I like Mom's thoughts as well...much wisdom this lady holds. :-).
FZ -- About your comment though: at what point in our lives do we recognize we are whole, regardless of events and hardships in life? Do you truly consider a life time? Life is 'sooooo' short to hold on to what is not beneficial for us...don't you think? So at what point does healthy 'mourning' over any event turn into 'unhealthy' grief, 'and' is it 'another' that will point this out to us? What about getting fed up?

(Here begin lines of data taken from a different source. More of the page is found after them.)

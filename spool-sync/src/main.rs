//! spool-sync
//!
//! Keeps a local replica of the shielded-pool commitment tree and ledger in
//! step with an ordered feed of chain events.
//!
//! Subcommands:
//! - `replay`: load optional local commitments, apply a JSON-lines event
//!   feed and print the resulting state
//! - `verify`: check a serialized membership path against a root

mod config;
mod feed;

use std::path::PathBuf;
use std::sync::Arc;

use anyhow::{Context, Result};
use clap::{Parser, Subcommand};
use spool_common::Digest;
use spool_ledger::{ChainSync, CommitmentStore, Ledger, SledStore};
use spool_timber::{verify_merkle_path, MerklePath, Timber};
use tracing::info;

use crate::config::{StoreBackend, SyncConfig};

#[derive(Parser)]
#[command(name = "spool-sync")]
#[command(about = "Replays chain events into the spool commitment replica", long_about = None)]
struct Cli {
    /// Configuration file (defaults to ./spool.toml when present)
    #[arg(long, global = true)]
    config: Option<PathBuf>,

    #[command(subcommand)]
    command: Commands,
}

#[derive(Subcommand)]
enum Commands {
    /// Apply a JSON-lines event feed and print the final tree state
    Replay {
        /// Event feed, one JSON event per line
        #[arg(long)]
        events: PathBuf,

        /// Local commitments to load first, one JSON record per line
        #[arg(long)]
        commitments: Option<PathBuf>,
    },

    /// Check a membership path (JSON) for a leaf against a root
    Verify {
        #[arg(long)]
        leaf: Digest,

        #[arg(long)]
        root: Digest,

        /// File holding the serialized path
        #[arg(long)]
        path: PathBuf,
    },
}

#[tokio::main]
async fn main() -> Result<()> {
    dotenvy::dotenv().ok();

    tracing_subscriber::fmt()
        .with_env_filter(
            tracing_subscriber::EnvFilter::try_from_default_env()
                .unwrap_or_else(|_| "spool_sync=info,spool_ledger=info".into()),
        )
        .init();

    let cli = Cli::parse();
    let config = SyncConfig::load(cli.config.as_deref())?;

    match cli.command {
        Commands::Replay {
            events,
            commitments,
        } => match config.store.backend {
            StoreBackend::Memory => {
                run_replay(Ledger::in_memory(), &config, events, commitments).await
            }
            StoreBackend::Sled => {
                let path = config.store.sled_path();
                let store = SledStore::open(&path)
                    .with_context(|| format!("failed to open store at {}", path.display()))?;
                run_replay(Ledger::new(store), &config, events, commitments).await
            }
        },
        Commands::Verify { leaf, root, path } => verify(&config, leaf, root, path),
    }
}

async fn run_replay<S: CommitmentStore + 'static>(
    ledger: Ledger<S>,
    config: &SyncConfig,
    events: PathBuf,
    commitments: Option<PathBuf>,
) -> Result<()> {
    info!(
        "Starting replay: height {}, hash {}, store {:?}",
        config.tree_height, config.hash, config.store.backend
    );

    let released = ledger.release_all_reservations()?;
    if released > 0 {
        info!("Released {} reservations left by a previous run", released);
    }

    if let Some(path) = commitments {
        let loaded = feed::load_commitments(&ledger, path).await?;
        info!("Loaded {} local commitments", loaded);
    }

    let tree = Timber::new(config.hash, config.tree_height)?;
    let sync = Arc::new(ChainSync::new(Arc::new(ledger), tree));
    let summary = feed::replay(sync, events, config.event_buffer).await?;

    info!(
        "Replay finished: {} appended, {} withdrawn, {} rolled back, {} rejected",
        summary.appended, summary.withdrawn, summary.rolled_back, summary.rejected
    );
    println!("{}", serde_json::to_string_pretty(&summary)?);
    Ok(())
}

fn verify(config: &SyncConfig, leaf: Digest, root: Digest, path: PathBuf) -> Result<()> {
    let text = std::fs::read_to_string(&path)
        .with_context(|| format!("failed to read {}", path.display()))?;
    let merkle_path: MerklePath = serde_json::from_str(&text).context("malformed path")?;

    if verify_merkle_path(&config.hash, &leaf, &root, &merkle_path) {
        println!("valid: leaf {} at index {}", leaf, merkle_path.leaf_index());
        Ok(())
    } else {
        anyhow::bail!("path does not lead from {} to root {}", leaf, root)
    }
}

When my dad was murdered...I had to learn to accept this. It was not a matter of 'healing' or being 'fixed' of my extended period of mourning (twas joking above about needing fixed and trying to be cleaver in my point being made*wink*). Those who helped me the greatest was those who 'loved' me versus 'trying' to fix what was not broken and could not be fixed. I could at that time claim 'brokeness' or take what occured, accept it and recognize all the mourning in the world could not fix what occured. I 'had' no choice but to accept the later 'eventually.' Rescuers bothered me worse than those lacking sympathy during this time. Why? because compassion would hold 'understanding' and with this acceptance (not trying to fix me).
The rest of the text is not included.